Cytter’s concurrent exhibitions at Pilar Corrias Gallery and the David Roberts Art Foundation (DRAF) comprised a single 32-minute video work, Avalanche (2011), which was split into four shorter pieces. The protagonist, Simon, flits schizophrenically between affection and misogyny. He’s a bully, a disposition explained with Freudian ease in Ducks & Women, one episode that was shown at Pilar Corrias: we watch a trip back in time to Simon’s youth, to a piano lesson in which a pinch-mouthed piano teacher torments him with the refrain ‘No! You are doing something wrong, something really wrong!’ Later, Simon conflates ducks with women: he hates ‘the way they walk, the way they talk, the way they eat’. He reads Dostoevsky’s The Brothers Karamazov (1880) and claims, ‘one page of this book is worth a year in therapy’. The second video here, Francophile, reveals more about the girlfriend (whose name is unclear), as she blankly repeats snippets of recently learnt French. Simon, who is played by two similar-looking actors (a trick borrowed from the nouvelle vague directors), looks louche in a leopard-print dressing gown. The couple have sex (the sound is replaced by a sweeping, filmic soundtrack), and drink coffee – a cup of which Simon later throws at his girlfriend’s face.
Shown at DRAF, Chain Review was filmed on a Berlin street with a roaming camera that drops in on conversations between atomized individuals: a couple who are in the process of splitting up; a youth clutching a disco ball; two men considering, somewhat incongruously, moving to Berlin; and another man delivering a TV-style product review of the Canon EOS 7D digital camera. The couple appear again in Lonely Planet, where they perambulate in circles around an apartment, have sex, make more coffee, argue again and read more Dostoevsky. On a formal and narrative level, the four videos are mirrors of each other: in Chain Review snow falls on the wintry street; in Lonely Planet, Simon sets fire to the The Brothers Karamazov, which forms billowy flakes that rain down inside the apartment (cinders of burnt-out passion, no doubt). Dialogue migrates between videos too: we repeatedly hear how the girlfriend wants to go to the gardens of Kyoto, only for Simon to retort that it is ‘too far, too long, and I am too tired’.

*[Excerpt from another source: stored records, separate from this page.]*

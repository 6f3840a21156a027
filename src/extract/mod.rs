//! Row extraction.
//!
//! An [`Extractor`] turns a table name plus compiled filter into a stream of
//! SQL statement lines, sent one line at a time over a bounded channel. The
//! first line is the `USE` directive for the destination database.

mod mysqldump;

pub use mysqldump::MysqlDumpExtractor;

use crate::error::ExtractError;
use async_trait::async_trait;
use tokio::sync::mpsc;

/// Sending half of a table's line stream (lines carry no trailing newline)
pub type LineSender = mpsc::Sender<Vec<u8>>;

/// Everything an extractor needs to know about one table
#[derive(Debug, Clone, Default, PartialEq, Eq)]
pub struct ExtractRequest {
    pub database: String,
    /// Target of the leading `USE` line
    pub destination_database: String,
    pub table: String,
    /// Set when INSERTs are re-targeted at another table name
    pub destination_table: Option<String>,
    /// Predicate without the `WHERE` keyword
    pub where_clause: Option<String>,
    pub order: Option<String>,
    pub limit: Option<u64>,
    /// Passed through to the underlying mechanism untouched
    pub extra_options: Vec<String>,
}

impl ExtractRequest {
    /// The `USE` directive that opens the stream
    pub fn use_statement(&self) -> Vec<u8> {
        format!("USE `{}`;", self.destination_database.replace('`', "``")).into_bytes()
    }
}

/// Produces the SQL lines of one table
#[async_trait]
pub trait Extractor: Send + Sync {
    /// Stream the table's statements into `lines`.
    ///
    /// Returning (successfully or not) closes the stream.
    async fn extract(&self, request: ExtractRequest, lines: LineSender) -> Result<(), ExtractError>;
}

/// Send one line, mapping a dropped receiver to [`ExtractError::Closed`]
pub async fn send_line(lines: &LineSender, table: &str, line: Vec<u8>) -> Result<(), ExtractError> {
    lines.send(line).await.map_err(|_| ExtractError::Closed {
        table: table.to_string(),
    })
}
//! Configuration-phase resolution of a database declaration.
//!
//! Builds the table arena, fetches column metadata, configures rules and
//! resolves filter groups into constraints and graph edges. Every problem is
//! collected; the caller gets either a complete [`Database`] or all of the
//! errors at once.

use super::source::SchemaSource;
use super::{Column, Database, TableId};
use crate::config::{DatabaseDecl, TableDecl};
use crate::error::{ConfigError, ConfigErrors, SchemaError};
use crate::filter;
use crate::rules;
use tracing::{debug, warn};

/// Builder for a [`Database`] from its declaration
pub struct DatabaseBuilder<'a> {
    decl: &'a DatabaseDecl,
}

impl<'a> DatabaseBuilder<'a> {
    pub fn new(decl: &'a DatabaseDecl) -> Self {
        Self { decl }
    }

    /// Resolve the declaration against live column metadata
    pub async fn build(self, source: &dyn SchemaSource) -> Result<Database, ConfigErrors> {
        let decl = self.decl;
        let mut db = Database::new(&decl.name, decl.destination.clone());
        let mut errors = ConfigErrors::new();

        // Pass 1: table arena
        let mut declared: Vec<(TableId, &TableDecl)> = Vec::with_capacity(decl.tables.len());
        for table in &decl.tables {
            match db.add_table(&table.name) {
                Ok(id) => declared.push((id, table)),
                Err(e) => errors.push(e),
            }
        }

        // Pass 2: columns
        let mut resolvable = Vec::with_capacity(declared.len());
        for &(id, table) in &declared {
            match source.fetch_columns(&decl.name, &table.name).await {
                Ok(columns) if columns.is_empty() => errors.push(SchemaError::Unavailable {
                    database: decl.name.clone(),
                    table: table.name.clone(),
                }),
                Ok(columns) => {
                    debug!("Table '{}' has {} columns", table.name, columns.len());
                    let columns = columns
                        .into_iter()
                        .map(|info| Column::from_info(info, id))
                        .collect();
                    db.table_mut(id).set_columns(columns);
                    resolvable.push((id, table));
                }
                Err(e) => errors.push(e),
            }
        }

        // Pass 3: static settings and rules
        for &(id, table) in &declared {
            configure_table(&mut db, id, table, &mut errors);
        }

        // Pass 4: filters. Tables without columns are skipped, their
        // schema error is already recorded.
        for &(id, table) in &resolvable {
            filter::resolve_filters(&mut db, id, &table.filter, &mut errors);
        }

        errors.into_result()?;
        Ok(db)
    }
}

fn configure_table(db: &mut Database, id: TableId, decl: &TableDecl, errors: &mut ConfigErrors) {
    let table = db.table_mut(id);

    table.destination = decl.destination.clone().filter(|d| !d.is_empty());
    table.filter = decl
        .filter_text
        .as_deref()
        .map(str::trim)
        .filter(|f| !f.is_empty())
        .map(str::to_string);
    table.limit = decl.limit;
    table.order = decl
        .order
        .as_deref()
        .map(str::trim)
        .filter(|o| !o.is_empty())
        .map(str::to_string);

    if let Some(rate) = decl.sample {
        if rate.is_nan() || rate <= 0.0 || rate > 1.0 {
            errors.push(ConfigError::InvalidSampleRate {
                table: decl.name.clone(),
                rate,
            });
        } else {
            table.sample = Some(rate);
        }
    }

    for rule_decl in &decl.rules {
        match rules::configure(&decl.name, rule_decl) {
            Ok(rule) => {
                if !table.columns().is_empty() {
                    for column in rule.columns() {
                        if table.get_column(column).is_none() {
                            warn!(
                                "Table '{}': {} rule names unknown column '{}', it will be skipped",
                                decl.name,
                                rule.name(),
                                column
                            );
                        }
                    }
                }
                table.rules.push(rule);
            }
            Err(e) => errors.push(e),
        }
    }
}
//! Dependency-ordered, anonymizing MySQL table extractor.
//!
//! Configuration is resolved into [`schema::Database`]s (tables, columns,
//! rules, filter constraints and a dependency graph), then dumped table by
//! table in dependency order, with rules applied to every extracted row.

pub mod config;
pub mod dumper;
pub mod error;
pub mod extract;
pub mod filter;
pub mod logging;
pub mod parser;
pub mod rules;
pub mod schema;

use crate::config::DatabaseDecl;
use crate::dumper::{DumpOptions, DumpStats, Dumper};
use crate::error::{ConfigErrors, DumpError};
use crate::extract::Extractor;
use crate::schema::{Database, DatabaseBuilder, SchemaSource};
use std::sync::Arc;
use tokio::io::AsyncWrite;

/// Resolve every database declaration, collecting all configuration errors
pub async fn configure(
    decls: &[DatabaseDecl],
    source: &dyn SchemaSource,
) -> Result<Vec<Database>, ConfigErrors> {
    let mut databases = Vec::with_capacity(decls.len());
    let mut errors = ConfigErrors::new();

    for decl in decls {
        match DatabaseBuilder::new(decl).build(source).await {
            Ok(db) => databases.push(db),
            Err(e) => errors.extend(e),
        }
    }

    errors.into_result()?;
    Ok(databases)
}

/// Configure, then dump every database to `out`
pub async fn run<W: AsyncWrite + Unpin>(
    decls: &[DatabaseDecl],
    source: &dyn SchemaSource,
    extractor: Arc<dyn Extractor>,
    options: DumpOptions,
    out: &mut W,
) -> Result<DumpStats, DumpError> {
    let databases = configure(decls, source).await?;
    Dumper::new(extractor, options).dump(databases, out).await
}
/// Write a quoted string the way mysqldump does
fn escape_string(bytes: &[u8], out: &mut Vec<u8>) {
    out.reserve(bytes.len() + 2);
    out.push(b'\'');
    for &b in bytes {
        match b {
            0 => out.extend_from_slice(b"\\0"),
            b'\'' => out.extend_from_slice(b"\\'"),
            b'"' => out.extend_from_slice(b"\\\""),
            b'\\' => out.extend_from_slice(b"\\\\"),
            b'\n' => out.extend_from_slice(b"\\n"),
            b'\r' => out.extend_from_slice(b"\\r"),
            0x1a => out.extend_from_slice(b"\\Z"),
            _ => out.push(b),
        }
    }
    out.push(b'\'');
}

fn parse_number(raw: &str) -> Option<SqlValue> {
    let digits = raw.strip_prefix('-').unwrap_or(raw);
    if digits.is_empty() || !digits.as_bytes()[0].is_ascii_digit() {
        return None;
    }
    if let Ok(n) = raw.parse::<i64>() {
        return Some(SqlValue::Integer(n));
    }
    if let Ok(n) = raw.parse::<i128>() {
        return Some(SqlValue::BigInteger(n));
    }
    raw.parse::<f64>().ok().map(|_| SqlValue::Number(raw.to_string()))
}

/// A parsed INSERT statement
#[derive(Debug, Clone, PartialEq, Eq)]
pub struct InsertStatement {
    /// `INSERT [modifiers] INTO ` up to the table identifier
    prefix: Vec<u8>,
    /// Unquoted table name
    table: String,
    /// Everything between the table identifier and the first tuple
    middle: Vec<u8>,
    /// Explicit column list, when present
    columns: Option<Vec<String>>,
    /// Row tuples
    pub rows: Vec<Vec<SqlValue>>,
    /// Anything after the last tuple, without the terminating `;`
    trailer: Vec<u8>,
}

impl InsertStatement {
    /// Parse one INSERT statement (trailing `;` and whitespace optional)
    pub fn parse(stmt: &[u8]) -> Result<Self, ParseError> {
        InsertParser::new(stmt).parse()
    }

    pub fn table(&self) -> &str {
        &self.table
    }

    /// Point the statement at a different table
    pub fn set_table(&mut self, name: impl Into<String>) {
        self.table = name.into();
    }

    pub fn columns(&self) -> Option<&[String]> {
        self.columns.as_deref()
    }

    /// Split borrow of the column list and the tuples
    pub fn parts_mut(&mut self) -> (Option<&[String]>, &mut [Vec<SqlValue>]) {
        (self.columns.as_deref(), &mut self.rows)
    }

    /// Serialize back to SQL, without the terminator
    pub fn to_bytes(&self) -> Vec<u8> {
        let mut out = Vec::with_capacity(
            self.prefix.len() + self.table.len() + self.middle.len() + self.rows.len() * 32,
        );
        out.extend_from_slice(&self.prefix);
        let mut table = String::with_capacity(self.table.len() + 2);
        let _ = write!(table, "`{}`", self.table.replace('`', "``"));
        out.extend_from_slice(table.as_bytes());
        out.extend_from_slice(&self.middle);

        for (i, row) in self.rows.iter().enumerate() {
            if i > 0 {
                out.push(b',');
            }
            out.push(b'(');
            for (j, value) in row.iter().enumerate() {
                if j > 0 {
                    out.push(b',');
                }
                value.write_sql(&mut out);
            }
            out.push(b')');
        }

        out.extend_from_slice(&self.trailer);
        out
    }
}

const MODIFIERS: &[&[u8]] = &[b"LOW_PRIORITY", b"DELAYED", b"HIGH_PRIORITY", b"IGNORE"];

/// Parser for MySQL INSERT statements
struct InsertParser<'a> {
    stmt: &'a [u8],
    pos: usize,
}
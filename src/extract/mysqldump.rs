//! Extraction through the `mysqldump` client.

use super::{send_line, ExtractRequest, Extractor, LineSender};
use crate::config::ConnectionSettings;
use crate::error::ExtractError;
use async_trait::async_trait;
use std::path::{Path, PathBuf};
use std::process::Stdio;
use tokio::io::{AsyncBufReadExt, AsyncReadExt, BufReader};
use tokio::process::Command;
use tracing::debug;

/// Flags that make mysqldump emit one data-only INSERT per line
const FIXED_ARGS: &[&str] = &[
    "--single-transaction",
    "--compact",
    "--skip-lock-tables",
    "--skip-opt",
    "--quick",
    "--skip-extended-insert",
    "--tz-utc",
    "--hex-blob",
    "--no-create-info",
];

/// Runs one `mysqldump` process per table
#[derive(Debug, Clone)]
pub struct MysqlDumpExtractor {
    program: PathBuf,
    connection: ConnectionSettings,
    default_character_set: Option<String>,
    /// In megabytes
    max_allowed_packet: Option<u64>,
}

impl MysqlDumpExtractor {
    /// Resolve `binpath` (a name looked up on PATH, or a path)
    pub fn new(binpath: &str, connection: ConnectionSettings) -> Result<Self, ExtractError> {
        let program = find_program(binpath).ok_or_else(|| ExtractError::BinaryNotFound {
            program: binpath.to_string(),
        })?;
        debug!("Using {}", program.display());

        Ok(Self {
            program,
            connection,
            default_character_set: None,
            max_allowed_packet: None,
        })
    }

    pub fn with_character_set(mut self, charset: Option<String>) -> Self {
        self.default_character_set = charset.filter(|c| !c.is_empty());
        self
    }

    pub fn with_max_allowed_packet(mut self, megabytes: Option<u64>) -> Self {
        self.max_allowed_packet = megabytes;
        self
    }

    /// Full argument vector for one table
    pub fn build_args(&self, request: &ExtractRequest) -> Vec<String> {
        let mut args = Vec::with_capacity(FIXED_ARGS.len() + request.extra_options.len() + 8);

        match self.connection.socket.as_deref().filter(|s| !s.is_empty()) {
            Some(socket) => args.push(format!("--socket={}", socket)),
            None => {
                args.push(format!("--host={}", self.connection.host));
                args.push(format!("--port={}", self.connection.port));
            }
        }
        args.push(format!("--user={}", self.connection.user));
        if let Some(password) = self.connection.password.as_deref() {
            args.push(format!("--password={}", password));
        }

        args.extend(FIXED_ARGS.iter().map(|a| a.to_string()));

        if let Some(charset) = &self.default_character_set {
            args.push(format!("--default-character-set={}", charset));
        }
        if let Some(megabytes) = self.max_allowed_packet {
            args.push(format!("--max-allowed-packet={}M", megabytes));
        }
        if let Some(clause) = where_argument(request) {
            args.push(format!("--where={}", clause));
        }

        args.extend(request.extra_options.iter().cloned());
        args.push(request.database.clone());
        args.push(request.table.clone());
        args
    }
}

/// mysqldump has no ORDER BY / LIMIT flags, so they ride along in `--where`
fn where_argument(request: &ExtractRequest) -> Option<String> {
    if request.where_clause.is_none() && request.order.is_none() && request.limit.is_none() {
        return None;
    }

    let mut clause = request
        .where_clause
        .clone()
        .unwrap_or_else(|| "1=1".to_string());
    if let Some(order) = &request.order {
        clause.push_str(" ORDER BY ");
        clause.push_str(order);
    }
    if let Some(limit) = request.limit {
        clause.push_str(&format!(" LIMIT {}", limit));
    }
    Some(clause)
}

/// Argument vector safe for logging
fn masked_args(args: &[String]) -> Vec<String> {
    args.iter()
        .map(|a| {
            if a.starts_with("--password=") {
                "--password=******".to_string()
            } else {
                a.clone()
            }
        })
        .collect()
}

fn find_program(binpath: &str) -> Option<PathBuf> {
    let path = Path::new(binpath);
    if path.components().count() > 1 {
        return path.is_file().then(|| path.to_path_buf());
    }

    let search = std::env::var_os("PATH")?;
    std::env::split_paths(&search)
        .map(|dir| dir.join(binpath))
        .find(|candidate| candidate.is_file())
}

#[async_trait]
impl Extractor for MysqlDumpExtractor {
    async fn extract(&self, request: ExtractRequest, lines: LineSender) -> Result<(), ExtractError> {
        let table = request.table.as_str();
        send_line(&lines, table, request.use_statement()).await?;

        let args = self.build_args(&request);
        debug!(
            "Running {} {}",
            self.program.display(),
            masked_args(&args).join(" ")
        );

        let mut child = Command::new(&self.program)
            .args(&args)
            .stdin(Stdio::null())
            .stdout(Stdio::piped())
            .stderr(Stdio::piped())
            .kill_on_drop(true)
            .spawn()
            .map_err(|source| ExtractError::Spawn {
                program: self.program.display().to_string(),
                source,
            })?;

        let stdout = child.stdout.take().ok_or_else(|| {
            ExtractError::Io(std::io::Error::other("child stdout not captured"))
        })?;
        let mut stderr = child.stderr.take().ok_or_else(|| {
            ExtractError::Io(std::io::Error::other("child stderr not captured"))
        })?;

        let pump = async {
            let mut reader = BufReader::new(stdout);
            let mut buf = Vec::with_capacity(8 * 1024);
            loop {
                buf.clear();
                if reader.read_until(b'\n', &mut buf).await? == 0 {
                    return Ok::<(), ExtractError>(());
                }
                while matches!(buf.last(), Some(b'\n' | b'\r')) {
                    buf.pop();
                }
                send_line(&lines, table, buf.clone()).await?;
            }
        };
        let drain = async {
            let mut captured = Vec::new();
            stderr.read_to_end(&mut captured).await.map(|_| captured)
        };

        let (pumped, captured) = tokio::join!(pump, drain);
        let status = child.wait().await?;
        let captured = captured?;

        if !status.success() {
            return Err(ExtractError::Failed {
                table: table.to_string(),
                status: status.to_string(),
                stderr: String::from_utf8_lossy(&captured).trim().to_string(),
            });
        }
        pumped
    }
}

#[cfg(test)]
mod tests {
    use super::*;

    fn extractor(connection: ConnectionSettings) -> MysqlDumpExtractor {
        MysqlDumpExtractor {
            program: PathBuf::from("mysqldump"),
            connection,
            default_character_set: Some("utf8mb4".to_string()),
            max_allowed_packet: Some(64),
        }
    }

    #[test]
    fn test_build_args() {
        let mut connection = ConnectionSettings::default();
        connection.password = Some("secret".to_string());
        let request = ExtractRequest {
            database: "shop".to_string(),
            destination_database: "shop".to_string(),
            table: "orders".to_string(),
            where_clause: Some("(`id` > 1)".to_string()),
            order: Some("id DESC".to_string()),
            limit: Some(10),
            extra_options: vec!["--set-gtid-purged=OFF".to_string()],
            ..Default::default()
        };

        let args = extractor(connection).build_args(&request);
        assert_eq!(args[0], "--host=127.0.0.1");
        assert_eq!(args[1], "--port=3306");
        assert!(args.contains(&"--no-create-info".to_string()));
        assert!(args.contains(&"--default-character-set=utf8mb4".to_string()));
        assert!(args.contains(&"--max-allowed-packet=64M".to_string()));
        assert!(args.contains(&"--where=(`id` > 1) ORDER BY id DESC LIMIT 10".to_string()));
        assert_eq!(&args[args.len() - 3..], &["--set-gtid-purged=OFF", "shop", "orders"]);

        let masked = masked_args(&args);
        assert!(masked.contains(&"--password=******".to_string()));
        assert!(!masked.iter().any(|a| a.contains("secret")));
    }

    #[test]
    fn test_socket_and_bare_limit() {
        let mut connection = ConnectionSettings::default();
        connection.socket = Some("/tmp/mysql.sock".to_string());
        let request = ExtractRequest {
            table: "t".to_string(),
            limit: Some(5),
            ..Default::default()
        };

        let args = extractor(connection).build_args(&request);
        assert_eq!(args[0], "--socket=/tmp/mysql.sock");
        assert!(!args.iter().any(|a| a.starts_with("--host")));
        assert!(args.contains(&"--where=1=1 LIMIT 5".to_string()));
    }

    #[test]
    fn test_missing_binary() {
        let result = MysqlDumpExtractor::new(
            "definitely-not-a-real-mysqldump-binary",
            ConnectionSettings::default(),
        );
        assert!(matches!(result, Err(ExtractError::BinaryNotFound { .. })));
    }
}
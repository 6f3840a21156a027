//! Table filters: constraint model and cross-table reference resolution.
//!
//! A table's filter is a list of groups combined with OR; the constraints of
//! one group are combined with AND. A constraint either compares a column
//! against a literal or restricts it to the values of a column in another
//! table. The latter adds a dependency edge `other → this` to the database
//! graph.

pub mod expr;
pub mod query;

pub use query::QueryBuilder;

use crate::error::{ConfigError, ConfigErrors};
use crate::schema::{Database, EdgeOutcome, TableId};
use expr::{ExprError, Expression};
use tracing::debug;

/// A literal filter value
#[derive(Debug, Clone, PartialEq)]
pub enum Literal {
    String(String),
    /// Numeric text, emitted as written
    Number(String),
    Bool(bool),
    Null,
}

/// A single AND-term of a filter group
#[derive(Debug, Clone, PartialEq)]
pub enum Constraint {
    /// `column = value` (or `column IS NULL`)
    Literal { column: String, value: Literal },
    /// `column IN (SELECT referenced_column FROM table ...)`
    Reference {
        column: String,
        table: TableId,
        referenced_column: String,
    },
}

impl Constraint {
    pub fn column(&self) -> &str {
        match self {
            Constraint::Literal { column, .. } | Constraint::Reference { column, .. } => column,
        }
    }
}

/// One OR-branch of a table filter
#[derive(Debug, Clone, Default, PartialEq)]
pub struct WhereGroup {
    pub constraints: Vec<Constraint>,
}

impl WhereGroup {
    /// The table this group depends on, if any
    pub fn reference(&self) -> Option<TableId> {
        self.constraints.iter().find_map(|c| match c {
            Constraint::Reference { table, .. } => Some(*table),
            Constraint::Literal { .. } => None,
        })
    }
}

/// A declared filter group: column name → expression text, in declaration order
#[derive(Debug, Clone, Default, PartialEq, Eq)]
pub struct FilterGroupDecl(pub Vec<(String, String)>);

impl FilterGroupDecl {
    pub fn new<K: Into<String>, V: Into<String>>(attributes: impl IntoIterator<Item = (K, V)>) -> Self {
        Self(
            attributes
                .into_iter()
                .map(|(k, v)| (k.into(), v.into()))
                .collect(),
        )
    }

    fn describe(&self) -> String {
        self.0
            .iter()
            .map(|(column, text)| format!("{}: {}", column, text))
            .collect::<Vec<_>>()
            .join(", ")
    }
}

/// Resolve the declared filter groups of one table.
///
/// Every problem found is pushed to `errors`; groups that resolve cleanly are
/// appended to the table's `where_groups` and their reference (if any) is
/// registered as a graph edge.
pub fn resolve_filters(
    db: &mut Database,
    id: TableId,
    groups: &[FilterGroupDecl],
    errors: &mut ConfigErrors,
) {
    for group in groups {
        if let Some(resolved) = resolve_group(db, id, group, errors) {
            db.table_mut(id).where_groups.push(resolved);
        }
    }
}

fn resolve_group(
    db: &mut Database,
    id: TableId,
    group: &FilterGroupDecl,
    errors: &mut ConfigErrors,
) -> Option<WhereGroup> {
    let table_name = db.table(id).name.clone();
    let error_count = errors.len();
    let mut constraints = Vec::with_capacity(group.0.len());

    for (column, text) in &group.0 {
        let column = {
            let table = db.table(id);
            match table.get_column(column) {
                Some(c) => c.name.clone(),
                // Schema fetch failed; already reported
                None if table.columns().is_empty() => column.clone(),
                None => {
                    errors.push(ConfigError::UnknownColumn {
                        table: table_name.clone(),
                        owner: table_name.clone(),
                        column: column.clone(),
                    });
                    continue;
                }
            }
        };

        let parsed = match expr::parse(text) {
            Ok(parsed) => parsed,
            Err(e) => {
                errors.push(expression_error(&table_name, &column, text, e));
                continue;
            }
        };

        match parsed {
            Expression::Literal(value) => constraints.push(Constraint::Literal { column, value }),
            Expression::Reference {
                table: referenced,
                column: referenced_column,
            } => {
                let Some(parent) = db.get_table(&referenced) else {
                    errors.push(ConfigError::UnknownTable {
                        table: table_name.clone(),
                        column,
                        referenced,
                    });
                    continue;
                };
                let referenced_column = match parent.get_column(&referenced_column) {
                    Some(c) => c.name.clone(),
                    None if parent.columns().is_empty() => referenced_column,
                    None => {
                        errors.push(ConfigError::UnknownColumn {
                            table: table_name.clone(),
                            owner: referenced,
                            column: referenced_column,
                        });
                        continue;
                    }
                };
                constraints.push(Constraint::Reference {
                    column,
                    table: parent.id,
                    referenced_column,
                });
            }
        }
    }

    if errors.len() > error_count {
        return None;
    }

    let references: Vec<TableId> = constraints
        .iter()
        .filter_map(|c| match c {
            Constraint::Reference { table, .. } => Some(*table),
            Constraint::Literal { .. } => None,
        })
        .collect();

    match references.as_slice() {
        [] => {}
        [parent] => {
            let parent = *parent;
            match db.graph.add_edge(parent, id) {
                Ok(EdgeOutcome::Added) => {
                    debug!(
                        "Added dependency {} -> {}",
                        db.table(parent).name,
                        table_name
                    );
                }
                Ok(EdgeOutcome::Duplicate) => {}
                Err(_) => {
                    errors.push(ConfigError::CircularDependency {
                        from: db.table(parent).name.clone(),
                        to: table_name,
                    });
                    return None;
                }
            }
        }
        _ => {
            errors.push(ConfigError::MultipleReferences {
                table: table_name,
                column: constraints
                    .iter()
                    .filter(|c| matches!(c, Constraint::Reference { .. }))
                    .map(Constraint::column)
                    .collect::<Vec<_>>()
                    .join(", "),
                expression: group.describe(),
            });
            return None;
        }
    }

    Some(WhereGroup { constraints })
}

fn expression_error(table: &str, column: &str, text: &str, error: ExprError) -> ConfigError {
    match error {
        ExprError::MultipleReferences => ConfigError::MultipleReferences {
            table: table.to_string(),
            column: column.to_string(),
            expression: text.to_string(),
        },
        ExprError::Unsupported => ConfigError::UnsupportedValue {
            table: table.to_string(),
            column: column.to_string(),
            expression: text.to_string(),
        },
        ExprError::Invalid(reason) => ConfigError::InvalidExpression {
            table: table.to_string(),
            column: column.to_string(),
            expression: text.to_string(),
            reason,
        },
    }
}

#[cfg(test)]
mod tests {
    use super::*;
    use crate::schema::{Column, ColumnInfo};

    fn database() -> Database {
        let mut db = Database::new("shop", None);
        for (name, columns) in [
            ("customers", vec!["id", "status"]),
            ("orders", vec!["id", "customer_id"]),
        ] {
            let id = db.add_table(name).unwrap();
            let columns = columns
                .iter()
                .enumerate()
                .map(|(i, c)| Column::from_info(ColumnInfo::new(*c, "int", i as u32 + 1), id))
                .collect();
            db.table_mut(id).set_columns(columns);
        }
        db
    }

    #[test]
    fn test_reference_adds_edge() {
        let mut db = database();
        let orders = db.get_table_id("orders").unwrap();
        let customers = db.get_table_id("customers").unwrap();
        let mut errors = ConfigErrors::new();

        let decl = FilterGroupDecl::new([("customer_id", "customers.id")]);
        resolve_filters(&mut db, orders, &[decl.clone(), decl], &mut errors);

        assert!(errors.is_empty(), "{}", errors);
        assert!(db.graph.has_edge(customers, orders));
        assert_eq!(db.table(orders).where_groups.len(), 2);
        assert_eq!(db.table(orders).where_groups[0].reference(), Some(customers));
    }

    #[test]
    fn test_group_with_two_references() {
        let mut db = database();
        let orders = db.get_table_id("orders").unwrap();
        let mut errors = ConfigErrors::new();

        let decl = FilterGroupDecl::new([("customer_id", "customers.id"), ("id", "customers.status")]);
        resolve_filters(&mut db, orders, &[decl], &mut errors);

        assert_eq!(errors.len(), 1);
        assert!(matches!(errors.0[0], ConfigError::MultipleReferences { .. }));
        assert!(db.table(orders).where_groups.is_empty());
    }

    #[test]
    fn test_unknown_references_reported() {
        let mut db = database();
        let orders = db.get_table_id("orders").unwrap();
        let mut errors = ConfigErrors::new();

        resolve_filters(
            &mut db,
            orders,
            &[
                FilterGroupDecl::new([("customer_id", "clients.id")]),
                FilterGroupDecl::new([("customer_id", "customers.uuid")]),
                FilterGroupDecl::new([("nope", "1")]),
            ],
            &mut errors,
        );

        assert_eq!(errors.len(), 3);
        assert!(matches!(errors.0[0], ConfigError::UnknownTable { .. }));
        assert!(matches!(errors.0[1], ConfigError::UnknownColumn { ref owner, .. } if owner == "customers"));
        assert!(matches!(errors.0[2], ConfigError::UnknownColumn { ref owner, .. } if owner == "orders"));
    }

    #[test]
    fn test_cycle_reported() {
        let mut db = database();
        let orders = db.get_table_id("orders").unwrap();
        let customers = db.get_table_id("customers").unwrap();
        let mut errors = ConfigErrors::new();

        resolve_filters(&mut db, orders, &[FilterGroupDecl::new([("customer_id", "customers.id")])], &mut errors);
        resolve_filters(&mut db, customers, &[FilterGroupDecl::new([("id", "orders.customer_id")])], &mut errors);

        assert_eq!(errors.len(), 1);
        assert!(matches!(
            errors.0[0],
            ConfigError::CircularDependency { ref from, ref to } if from == "orders" && to == "customers"
        ));
    }
}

Avalanche is stronger than the sum of its parts. The repetition of language and scenarios has a self-supporting effect that’s quite mesmerizing, and it is certainly sleeker than Cytter’s earlier videos. Nevertheless, repetition does have its downsides. Cytter uses the same actors, apartment and filmic tropes over and again: people are forever fucking, making coffee and reading literature. More problematically, this work depends upon an air of experimental disassembling which, over the years, has itself ossified into a cliché – Cytter seems to have dug herself into a style that looks experimental, but is, perhaps, its opposite. How to escape this rut? Handing the reins to others is one option: from mid-February, Cytter invited artists Willem de Rooij and Falke Pisano to select and change the content of her ongoing exhibition at DRAF. But I doubt that this provides a convincing a solution. Indeed, it could be read as little more than a disingenuous gesture towards collaboration that is, in fact, unabashed self-aggrandizement. It’s a difficult task to escape the shadow of one’s influences, but Cytter’s is a practice that needs to do so.